Every morning, Aditya Sarda leaves his rented accommodation in New Jersey, US, and drives for about an hour in a friend’s car to reach, by 8.30 am, a construction site in Brooklyn, New York City, the Covid-19 hotspot in the US. The second-year student of masters in construction engineering and management at Stevens Institute of Technology is also an assistant project manager at the construction site of the Brooklyn high rise. Till May 11, the city had 335,000 confirmed cases of the coronavirus and 21,478 deaths from the infection.
“If I am not working, I am not making money,” says Aditya, 24, who chose to stay on in the US after his college announced that classes will not be conducted on campus any longer, and will move online; he is scheduled to graduate from his two-year course at the end of May. “I now have a job, which means I can stay on in the US for up to three years after I graduate. If I went back to India, I would lose this job, and would not know if I could get another one in the US later.”

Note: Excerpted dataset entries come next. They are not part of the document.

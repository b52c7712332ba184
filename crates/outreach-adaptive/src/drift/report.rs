use chrono::{DateTime, Utc};
use serde::{Deserialize, Serialize};

use super::statistics::Histogram;

/// Frozen reference distribution for one feature
#[derive(Debug, Clone, PartialEq, Serialize, Deserialize)]
pub struct BaselineDistribution {
    pub mean: f64,
    pub stddev: f64,
    pub min: f64,
    pub max: f64,
    pub histogram: Histogram,
    pub sample_size: usize,
    pub created_at: DateTime<Utc>,
}

#[derive(Debug, Clone, Copy, PartialEq, Eq, Serialize, Deserialize, derive_more::Display)]
#[serde(rename_all = "snake_case")]
pub enum PsiSeverity {
    #[display("moderate")]
    Moderate,
    #[display("high")]
    High,
}

/// One fired drift signal
#[derive(Debug, Clone, PartialEq, Serialize, Deserialize)]
#[serde(tag = "type", rename_all = "snake_case")]
pub enum DriftSignal {
    MeanShift {
        shift_magnitude: f64,
        baseline_mean: f64,
        current_mean: f64,
    },
    VarianceChange {
        variance_ratio: f64,
    },
    Psi {
        psi: f64,
        severity: PsiSeverity,
    },
}

/// Result of one drift check; never mutated after creation
#[derive(Debug, Clone, PartialEq, Serialize, Deserialize)]
pub struct DriftReport {
    pub feature: String,
    pub timestamp: DateTime<Utc>,
    pub drifts_detected: Vec<DriftSignal>,
    pub has_drift: bool,
    pub sample_size: usize,
    pub current_mean: f64,
    pub shift_magnitude: f64,
    pub variance_ratio: f64,
    pub psi: f64,
}

impl DriftReport {
    pub fn mean_shift_detected(&self) -> bool {
        self.drifts_detected
            .iter()
            .any(|signal| matches!(signal, DriftSignal::MeanShift { .. }))
    }

    pub fn variance_change_detected(&self) -> bool {
        self.drifts_detected
            .iter()
            .any(|signal| matches!(signal, DriftSignal::VarianceChange { .. }))
    }

    /// PSI severity, if the PSI signal fired
    pub fn psi_severity(&self) -> Option<PsiSeverity> {
        self.drifts_detected.iter().find_map(|signal| match signal {
            DriftSignal::Psi { severity, .. } => Some(*severity),
            _ => None,
        })
    }
}
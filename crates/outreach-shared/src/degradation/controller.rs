//! # Graceful Degradation Controller
//!
//! Aggregates component-health signals into one process-wide level. The level
//! is an atomic that only moves up automatically (`fetch_max`); the only ways
//! down are an explicit [`DegradationController::reset`] or a streak of healthy
//! checks reported through [`DegradationController::record_health_check`].

use std::sync::atomic::{AtomicU32, AtomicU8, Ordering};

use thiserror::Error;
use tracing::{info, warn};

use super::levels::{ComponentLevelTable, DegradationLevel, Operation};
use crate::config::DegradationSettings;

/// Rejections issued by the degradation gate
#[derive(Debug, Clone, PartialEq, Eq, Error)]
pub enum DegradationError {
    #[error("System in maintenance mode: write operation '{operation}' rejected")]
    MaintenanceMode { operation: Operation },

    #[error("Operation '{operation}' unavailable at degradation level '{level}'")]
    OperationUnavailable {
        operation: Operation,
        level: DegradationLevel,
    },
}

/// Process-wide degradation state
#[derive(Debug)]
pub struct DegradationController {
    level: AtomicU8,
    table: ComponentLevelTable,
    recovery_streak: u32,
    healthy_streak: AtomicU32,
}

impl DegradationController {
    pub fn new(table: ComponentLevelTable, recovery_streak: u32) -> Self {
        Self {
            level: AtomicU8::new(DegradationLevel::Full.as_u8()),
            table,
            recovery_streak: recovery_streak.max(1),
            healthy_streak: AtomicU32::new(0),
        }
    }

    pub fn from_settings(settings: &DegradationSettings) -> Self {
        Self::new(
            ComponentLevelTable::with_overrides(&settings.component_levels),
            settings.recovery_streak,
        )
    }

    pub fn current_level(&self) -> DegradationLevel {
        DegradationLevel::from_u8(self.level.load(Ordering::SeqCst))
            .unwrap_or(DegradationLevel::Maintenance)
    }

    pub fn component_table(&self) -> &ComponentLevelTable {
        &self.table
    }

    /// Record a component failure and escalate to at least its mapped level.
    ///
    /// Returns the resulting level, which never decreases.
    pub fn adjust_operation(&self, failed_component: &str) -> DegradationLevel {
        let mapped = match self.table.get(failed_component) {
            Some(level) => level,
            None => {
                let fallback = self.table.level_for(failed_component);
                warn!(
                    component = failed_component,
                    level = %fallback,
                    "Unknown component failure, applying default degradation level"
                );
                fallback
            }
        };
        self.escalate_to(mapped, failed_component)
    }

    /// Raise the level to at least `level`
    pub fn escalate_to(&self, level: DegradationLevel, reason: &str) -> DegradationLevel {
        self.healthy_streak.store(0, Ordering::SeqCst);
        let previous = self.level.fetch_max(level.as_u8(), Ordering::SeqCst);
        let previous = DegradationLevel::from_u8(previous).unwrap_or(DegradationLevel::Maintenance);
        let current = previous.max(level);

        if current > previous {
            warn!(
                reason,
                from_level = %previous,
                to_level = %current,
                "Degradation level escalated"
            );
        }
        current
    }

    /// Return to full service. Returns the level that was cleared.
    pub fn reset(&self) -> DegradationLevel {
        self.healthy_streak.store(0, Ordering::SeqCst);
        let previous = self.level.swap(DegradationLevel::Full.as_u8(), Ordering::SeqCst);
        let previous = DegradationLevel::from_u8(previous).unwrap_or(DegradationLevel::Maintenance);
        if previous != DegradationLevel::Full {
            info!(from_level = %previous, "Degradation level reset to full service");
        }
        previous
    }

    /// Feed one health-check result from an external monitor.
    ///
    /// After `recovery_streak` consecutive healthy checks the level resets;
    /// returns `true` when that reset happened. An unhealthy check clears the streak.
    pub fn record_health_check(&self, healthy: bool) -> bool {
        if !healthy {
            self.healthy_streak.store(0, Ordering::SeqCst);
            return false;
        }
        if self.current_level() == DegradationLevel::Full {
            return false;
        }

        let streak = self.healthy_streak.fetch_add(1, Ordering::SeqCst) + 1;
        if streak >= self.recovery_streak {
            self.reset();
            true
        } else {
            false
        }
    }

    /// Operations permitted at the current level
    pub fn get_available_operations(&self) -> &'static [Operation] {
        self.current_level().available_operations()
    }

    pub fn is_permitted(&self, operation: Operation) -> bool {
        self.current_level().permits(operation)
    }

    /// Gate an operation against the current level.
    ///
    /// In maintenance mode writes fail with [`DegradationError::MaintenanceMode`].
    pub fn ensure_permitted(&self, operation: Operation) -> Result<(), DegradationError> {
        let level = self.current_level();
        if level.permits(operation) {
            return Ok(());
        }
        if level == DegradationLevel::Maintenance && operation.is_write() {
            return Err(DegradationError::MaintenanceMode { operation });
        }
        Err(DegradationError::OperationUnavailable { operation, level })
    }
}

impl Default for DegradationController {
    fn default() -> Self {
        Self::from_settings(&DegradationSettings::default())
    }
}

#[cfg(test)]
mod tests {
    use super::*;
    use std::sync::Arc;

    #[test]
    fn test_starts_at_full_service() {
        let controller = DegradationController::default();
        assert_eq!(controller.current_level(), DegradationLevel::Full);
        assert!(controller.is_permitted(Operation::EnrichLeads));
    }

    #[test]
    fn test_adjust_never_lowers_level() {
        let controller = DegradationController::default();
        assert_eq!(
            controller.adjust_operation("email_provider"),
            DegradationLevel::Essential
        );

        // llm_api maps to Limited (2); current Essential (3) stays
        assert_eq!(
            controller.adjust_operation("llm_api"),
            DegradationLevel::Essential
        );
        assert_eq!(controller.current_level(), DegradationLevel::Essential);
    }

    #[test]
    fn test_enrichment_failure_removes_enrichment() {
        let controller = DegradationController::default();
        controller.adjust_operation("clay_api");
        assert_eq!(controller.current_level(), DegradationLevel::Reduced);
        assert!(!controller
            .get_available_operations()
            .contains(&Operation::EnrichLeads));
        assert!(controller.is_permitted(Operation::SendEmails));
    }

    #[test]
    fn test_unknown_component_uses_default_level() {
        let controller = DegradationController::default();
        assert_eq!(
            controller.adjust_operation("brand_new_vendor"),
            DegradationLevel::Reduced
        );
    }

    #[test]
    fn test_maintenance_rejects_writes_with_clear_signal() {
        let controller = DegradationController::default();
        controller.adjust_operation("database");
        assert_eq!(controller.current_level(), DegradationLevel::Maintenance);

        let err = controller.ensure_permitted(Operation::SendEmails).unwrap_err();
        assert_eq!(
            err,
            DegradationError::MaintenanceMode {
                operation: Operation::SendEmails
            }
        );
        assert!(err.to_string().contains("maintenance mode"));
        assert!(controller.ensure_permitted(Operation::ReadCachedData).is_ok());
    }

    #[test]
    fn test_unavailable_operation_below_maintenance() {
        let controller = DegradationController::default();
        controller.escalate_to(DegradationLevel::Limited, "test");
        assert_eq!(
            controller.ensure_permitted(Operation::PersonalizeMessages),
            Err(DegradationError::OperationUnavailable {
                operation: Operation::PersonalizeMessages,
                level: DegradationLevel::Limited,
            })
        );
    }

    #[test]
    fn test_reset_returns_to_full() {
        let controller = DegradationController::default();
        controller.adjust_operation("database");
        assert_eq!(controller.reset(), DegradationLevel::Maintenance);
        assert_eq!(controller.current_level(), DegradationLevel::Full);
    }

    #[test]
    fn test_health_streak_resets_level() {
        let controller = DegradationController::new(ComponentLevelTable::default(), 3);
        controller.adjust_operation("llm_api");

        assert!(!controller.record_health_check(true));
        assert!(!controller.record_health_check(true));
        // A failed check restarts the streak
        assert!(!controller.record_health_check(false));
        assert!(!controller.record_health_check(true));
        assert!(!controller.record_health_check(true));
        assert_eq!(controller.current_level(), DegradationLevel::Limited);

        assert!(controller.record_health_check(true));
        assert_eq!(controller.current_level(), DegradationLevel::Full);
    }

    #[test]
    fn test_escalation_clears_health_streak() {
        let controller = DegradationController::new(ComponentLevelTable::default(), 2);
        controller.adjust_operation("clay_api");
        assert!(!controller.record_health_check(true));
        controller.adjust_operation("clay_api");
        assert!(!controller.record_health_check(true));
        assert!(controller.record_health_check(true));
    }

    #[test]
    fn test_concurrent_escalation_keeps_maximum() {
        let controller = Arc::new(DegradationController::default());
        let components = ["clay_api", "llm_api", "database", "crm", "email_provider"];

        let handles: Vec<_> = (0..20)
            .map(|i| {
                let controller = controller.clone();
                let component = components[i % components.len()];
                std::thread::spawn(move || controller.adjust_operation(component))
            })
            .collect();
        for handle in handles {
            handle.join().unwrap();
        }

        assert_eq!(controller.current_level(), DegradationLevel::Maintenance);
    }
}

That is why, when the Indian government started repatriating Indians from the US on May 9—the first of the initial seven non-scheduled commercial flights took off from San Francisco—boarding one of those flights was not an option for Sarda. For the sake of a career in the construction industry in the US, he feels it is better to stay on in the US—the worst-hit country in the pandemic—despite his family’s pleas to take one of the repatriation flights and head home to Nagpur.